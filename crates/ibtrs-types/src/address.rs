use std::fmt;
use std::net::{IpAddr, Ipv6Addr, SocketAddr};
use std::str::FromStr;

use num_enum::{IntoPrimitive, TryFromPrimitive};
use serde::{Deserialize, Serialize};

/// How a peer is addressed on the fabric.
#[derive(
    Debug, Clone, Copy, PartialEq, Eq, Hash, IntoPrimitive, TryFromPrimitive, Serialize, Deserialize,
)]
#[repr(u16)]
pub enum AddressType {
    /// IPv4 or IPv6, resolved through the RDMA connection manager.
    Ip = 0,
    /// InfiniBand GID.
    Gid = 1,
}

impl AddressType {
    fn prefix(self) -> &'static str {
        match self {
            AddressType::Ip => "ip:",
            AddressType::Gid => "gid:",
        }
    }
}

impl fmt::Display for AddressType {
    fn fmt(&self, f: &mut fmt::Formatter<'_>) -> fmt::Result {
        match self {
            AddressType::Ip => write!(f, "IP"),
            AddressType::Gid => write!(f, "GID"),
        }
    }
}

/// Peer address: an IP or GID plus the port (service id) to connect to.
///
/// Textual form is `ip:<addr>:<port>` or `gid:<gid>:<port>`. IPv6 addresses
/// under the `ip:` prefix are bracketed, e.g. `ip:[fe80::1]:1234`. A GID is
/// written in IPv6 notation without brackets.
#[derive(Clone, Copy, PartialEq, Eq, Hash, Serialize, Deserialize)]
pub struct Address {
    pub addr_type: AddressType,
    /// IP address, or the GID stored as a 128-bit IPv6 value.
    pub ip: IpAddr,
    pub port: u16,
}

impl Address {
    /// Create an IP address.
    pub fn ip(ip: IpAddr, port: u16) -> Self {
        Self {
            addr_type: AddressType::Ip,
            ip,
            port,
        }
    }

    /// Create a GID address from its raw 16 bytes.
    pub fn gid(raw: [u8; 16], port: u16) -> Self {
        Self {
            addr_type: AddressType::Gid,
            ip: IpAddr::V6(Ipv6Addr::from(raw)),
            port,
        }
    }

    /// Convenience constructor for IPv4 literals.
    pub fn from_octets(a: u8, b: u8, c: u8, d: u8, port: u16) -> Self {
        Self::ip(IpAddr::from([a, b, c, d]), port)
    }

    /// The 16 raw bytes of a GID, or the IPv6-mapped form of an IP.
    pub fn raw(&self) -> [u8; 16] {
        match self.ip {
            IpAddr::V4(v4) => v4.to_ipv6_mapped().octets(),
            IpAddr::V6(v6) => v6.octets(),
        }
    }
}

impl fmt::Debug for Address {
    fn fmt(&self, f: &mut fmt::Formatter<'_>) -> fmt::Result {
        write!(f, "{}", self)
    }
}

impl fmt::Display for Address {
    fn fmt(&self, f: &mut fmt::Formatter<'_>) -> fmt::Result {
        match self.addr_type {
            AddressType::Ip => write!(f, "ip:{}", SocketAddr::new(self.ip, self.port)),
            AddressType::Gid => write!(f, "gid:{}:{}", self.ip, self.port),
        }
    }
}

impl FromStr for Address {
    type Err = AddressParseError;

    /// Parse `"ip:10.0.0.1:1234"`, `"ip:[::1]:1234"` or `"gid:fe80::2:1234"`.
    fn from_str(s: &str) -> std::result::Result<Self, Self::Err> {
        if let Some(rest) = s.strip_prefix(AddressType::Ip.prefix()) {
            let sa: SocketAddr = rest.parse().map_err(|_| {
                if rest.rsplit_once(':').is_none() {
                    AddressParseError::MissingPort
                } else {
                    AddressParseError::InvalidIp
                }
            })?;
            return Ok(Address::ip(sa.ip(), sa.port()));
        }
        if let Some(rest) = s.strip_prefix(AddressType::Gid.prefix()) {
            let (gid_str, port_str) = rest.rsplit_once(':').ok_or(AddressParseError::MissingPort)?;
            let port: u16 = port_str
                .parse()
                .map_err(|_| AddressParseError::InvalidPort)?;
            let gid: Ipv6Addr = gid_str.parse().map_err(|_| AddressParseError::InvalidGid)?;
            return Ok(Address::gid(gid.octets(), port));
        }
        match s.split_once(':') {
            Some((scheme, _)) => Err(AddressParseError::UnknownType(scheme.to_string())),
            None => Err(AddressParseError::MissingScheme),
        }
    }
}

/// Errors when parsing an `Address` from a string.
#[derive(Debug, Clone, PartialEq, Eq, thiserror::Error)]
pub enum AddressParseError {
    #[error("missing 'ip:' or 'gid:' prefix")]
    MissingScheme,
    #[error("unknown address type: {0}")]
    UnknownType(String),
    #[error("missing port")]
    MissingPort,
    #[error("invalid port number")]
    InvalidPort,
    #[error("invalid IP address")]
    InvalidIp,
    #[error("invalid GID")]
    InvalidGid,
}
//! Client role: opens sessions, issues RDMA writes under tags and keeps
//! sessions alive across path failures.

use std::sync::atomic::{AtomicBool, AtomicU64, Ordering};
use std::sync::{Arc, OnceLock, Weak};
use std::time::Duration;

use dashmap::DashMap;
use ibtrs_config::ConfigManager;
use ibtrs_logging::RateLimitedLog;
use ibtrs_proto::{
    ConOpen, DESC_SIZE, Descriptor, Imm, MAX_USER_MSG_SIZE, Message, MsgType, ProtoError,
    RDMA_WRITE_HDR_SIZE, RdmaWriteMsg, SessInfo, SessOpenResp, decode,
};
use ibtrs_types::{Address, ConId, OpCookie, Status, TagId, TransportCode};
use ibtrs_utils::{BackgroundRunner, ReconnectBackoff};
use parking_lot::{Mutex, RwLock};
use tokio::sync::watch;
use uuid::Uuid;

use crate::config::SessionConfig;
use crate::connection::{Connection, WrKind, decode_wr_id, encode_wr_id};
use crate::dispatch::{ClientOps, ClientRdmaEvent, OpsRegistry, SessionEvent};
use crate::error::{RdmaError, TransportError};
use crate::heartbeat::{Clock, Heartbeat, MonotonicClock};
use crate::iu::MsgPool;
use crate::rdma::{CompletionHandler, DmaMapper, RdmaConnector, WorkRequest};
use crate::session::{SessionCore, SessionState};
use crate::tag::{Tag, TagPool};

pub struct IbtrsClient {
    connector: Arc<dyn RdmaConnector>,
    mapper: Arc<dyn DmaMapper>,
    registry: OpsRegistry<dyn ClientOps>,
    sessions: DashMap<Address, Arc<ClientSession>>,
    clock: Arc<dyn Clock>,
}

impl IbtrsClient {
    pub fn new(connector: Arc<dyn RdmaConnector>, mapper: Arc<dyn DmaMapper>) -> Arc<Self> {
        Self::with_clock(connector, mapper, Arc::new(MonotonicClock::new()))
    }

    pub fn with_clock(
        connector: Arc<dyn RdmaConnector>,
        mapper: Arc<dyn DmaMapper>,
        clock: Arc<dyn Clock>,
    ) -> Arc<Self> {
        Arc::new(Self {
            connector,
            mapper,
            registry: OpsRegistry::new(),
            sessions: DashMap::new(),
            clock,
        })
    }

    pub fn register(&self, ops: Arc<dyn ClientOps>) -> Result<(), TransportError> {
        self.registry.register(ops)
    }

    /// Refused while any session is open.
    pub fn unregister(&self) -> Result<(), TransportError> {
        self.registry.unregister()
    }

    pub async fn open(
        self: &Arc<Self>,
        addr: Address,
        config: SessionConfig,
    ) -> Result<Arc<ClientSession>, TransportError> {
        let manager = Arc::new(ConfigManager::new(config)?);
        self.open_with_manager(addr, manager).await
    }

    /// Open with a shared config manager, so hot updates reach the session.
    pub async fn open_with_manager(
        self: &Arc<Self>,
        addr: Address,
        config: Arc<ConfigManager<SessionConfig>>,
    ) -> Result<Arc<ClientSession>, TransportError> {
        let ops = self.registry.acquire_for_session()?;
        let sess = Arc::new(ClientSession::new(self, addr, ops, config));
        tracing::info!(peer = %addr, session = %sess.uuid(), "opening session");

        if let Err(e) = sess.establish().await {
            tracing::error!(peer = %addr, session = %sess.uuid(), error = %e, "session open failed");
            sess.core.transition(SessionState::Destroyed);
            sess.shutdown_paths();
            sess.unmap();
            self.registry.session_closed();
            return Err(e);
        }

        sess.core.transition(SessionState::Ready);
        self.sessions.insert(addr, Arc::clone(&sess));
        sess.send_info();
        sess.start_heartbeat();
        sess.emit(SessionEvent::Connected);
        Ok(sess)
    }

    pub fn find_session(&self, addr: &Address) -> Option<Arc<ClientSession>> {
        self.sessions.get(addr).map(|s| Arc::clone(s.value()))
    }

    pub fn session_count(&self) -> usize {
        self.sessions.len()
    }
}
//! Configuration loading, validation and hot update.

pub mod manager;

pub use manager::ConfigManager;

use serde::Serialize;
use serde::de::DeserializeOwned;

#[derive(Debug, thiserror::Error)]
pub enum ConfigError {
    #[error("cannot read config file: {0}")]
    Io(#[from] std::io::Error),
    #[error("cannot parse config: {0}")]
    Parse(#[from] toml::de::Error),
    #[error("cannot render config: {0}")]
    Render(#[from] toml::ser::Error),
    #[error("field {field}: expected {expected}")]
    TypeMismatch { field: String, expected: String },
    #[error("field {field} = {value} out of range [{}, {}]", min.as_deref().unwrap_or("-inf"), max.as_deref().unwrap_or("+inf"))]
    OutOfRange {
        field: String,
        value: String,
        min: Option<String>,
        max: Option<String>,
    },
    #[error("field {field}: {reason}")]
    Invalid { field: String, reason: String },
}

impl ConfigError {
    pub fn out_of_range(
        field: &str,
        value: impl ToString,
        min: Option<impl ToString>,
        max: Option<impl ToString>,
    ) -> Self {
        ConfigError::OutOfRange {
            field: field.into(),
            value: value.to_string(),
            min: min.map(|m| m.to_string()),
            max: max.map(|m| m.to_string()),
        }
    }

    pub fn invalid(field: &str, reason: impl Into<String>) -> Self {
        ConfigError::Invalid {
            field: field.into(),
            reason: reason.into(),
        }
    }
}

/// A configuration section that can be loaded from TOML, validated and
/// partially replaced at runtime.
pub trait Config: Sized + Send + Sync + 'static {
    fn from_toml(value: &toml::Value) -> Result<Self, ConfigError>;

    /// Copy the hot-updatable fields of `other` into `self`. Everything else
    /// keeps its startup value.
    fn hot_update(&mut self, other: &Self);

    fn render(&self) -> String;

    fn validate(&self) -> Result<(), ConfigError>;
}

/// `from_toml` for serde-derived sections; missing keys take their defaults.
pub fn from_toml_value<T: DeserializeOwned>(value: &toml::Value) -> Result<T, ConfigError> {
    Ok(value.clone().try_into()?)
}

/// `render` for serde-derived sections.
pub fn render_toml<T: Serialize>(cfg: &T) -> String {
    toml::to_string(cfg).unwrap_or_else(|e| format!("# render failed: {}", e))
}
◇ ◇ ◇ ◇
[WHAT IS EXPECTED]: Go through the records line by line, and copy each line that holds the string "Display".

[WORKED SOLUTION]:
impl fmt::Display for AddressType {
impl fmt::Display for Address {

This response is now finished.